北九州市で生まれ育った右門悠汰(うもんゆうた)さん(18)は今春、高校を卒業して就職した。地元の日本製鉄九州製鉄所八幡地区が職場だ。日本の近代化を支えた官営八幡製鉄所がルーツ。「地域をずっと支えてきた企業」が誇りだ。父も同じ会社で高炉を担当する。
10代の新成人
18歳からは大人である。民法改正で、4月からそうなった。職を得て社会に踏み出した若者たちは何を思うのか。7月10日の投開票日に向け、参院選で各候補者が支持を訴えて声をからすいま、10代の新成人の声を聞いた。
就職か進学か。高校3年になる前、「好きな道を選べ」と親は言ってくれた。悩んだが「大学でやりたいことが見つからなかった」。求人票で父の会社を見て、慣れ親しんだ地元で勤めたいと思った。「福利厚生もしっかりしてるし、いい人が多いよ」と父に背中を押してもらった。
入社後の研修では、10人1組の班で動く。鉄板を切るガス溶接や、荷をクレーンのフックでつる玉掛(たまかけ)の講習などを受ける。「絵とかテキストを見ながら、イメージを膨らませています」
6畳一間の寮で暮らす。初めての一人暮らしが新鮮だった最初の1カ月は、高校時代の同級生でもある同期たちとランニングや筋トレをして息抜きしたが、最近は帰りも遅く、翌日に疲れが残ると思うとおっくうになってきた。母任せだった洗濯や掃除は、自分でやってみると大変だった。
インスタグラムやTikTokでおしゃれを勉強中。今年の夏は、ちょっといいTシャツを買いたい。

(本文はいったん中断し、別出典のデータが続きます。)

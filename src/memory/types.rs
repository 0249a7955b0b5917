//! Memory entry and persisted-document definitions.

use std::collections::HashMap;

use serde::{Deserialize, Serialize};

/// A timestamped, capacity-bounded record of conversational content.
///
/// `kind` is a free-form classification ("conversation", "code", "prompt",
/// ...) used as a filter dimension, not an enum — any string is legal.
#[derive(Debug, Clone, Serialize, Deserialize)]
pub struct MemoryEntry {
    pub content: String,
    /// Always computed eagerly at creation time, never deferred.
    pub embedding: Vec<f32>,
    /// Creation time, unix seconds.
    pub timestamp: f64,
    #[serde(rename = "type")]
    pub kind: String,
    #[serde(default)]
    pub metadata: serde_json::Map<String, serde_json::Value>,
}

/// On-disk memory document. Threshold and capacity persist alongside the
/// entries and are restored as one unit.
#[derive(Debug, Serialize, Deserialize)]
pub struct MemoryDocument {
    pub memory_threshold: f32,
    pub max_memories: usize,
    pub memories: Vec<MemoryEntry>,
}

/// A retrieval hit: the matched entry plus its cosine score.
#[derive(Debug, Clone, Serialize)]
pub struct MemoryMatch {
    pub entry: MemoryEntry,
    pub score: f32,
}

/// Aggregate counts over the ring. Timestamps are `None` when the ring is
/// empty.
#[derive(Debug, Serialize)]
pub struct MemoryStats {
    pub total_memories: usize,
    pub by_kind: HashMap<String, usize>,
    pub oldest: Option<f64>,
    pub newest: Option<f64>,
}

自分の車もいつかほしい。初任給を受け取ってから、同期とクレジットカードを作った。決済アプリで買ったのは、カップ麺や洗剤。「大きな買い物はまだ怖くて」。ナイキのシューズは現金で買った。Wi―Fiが部屋になく、中学時代からの友だちとのオンラインゲームに不都合なのが目下の悩みだ。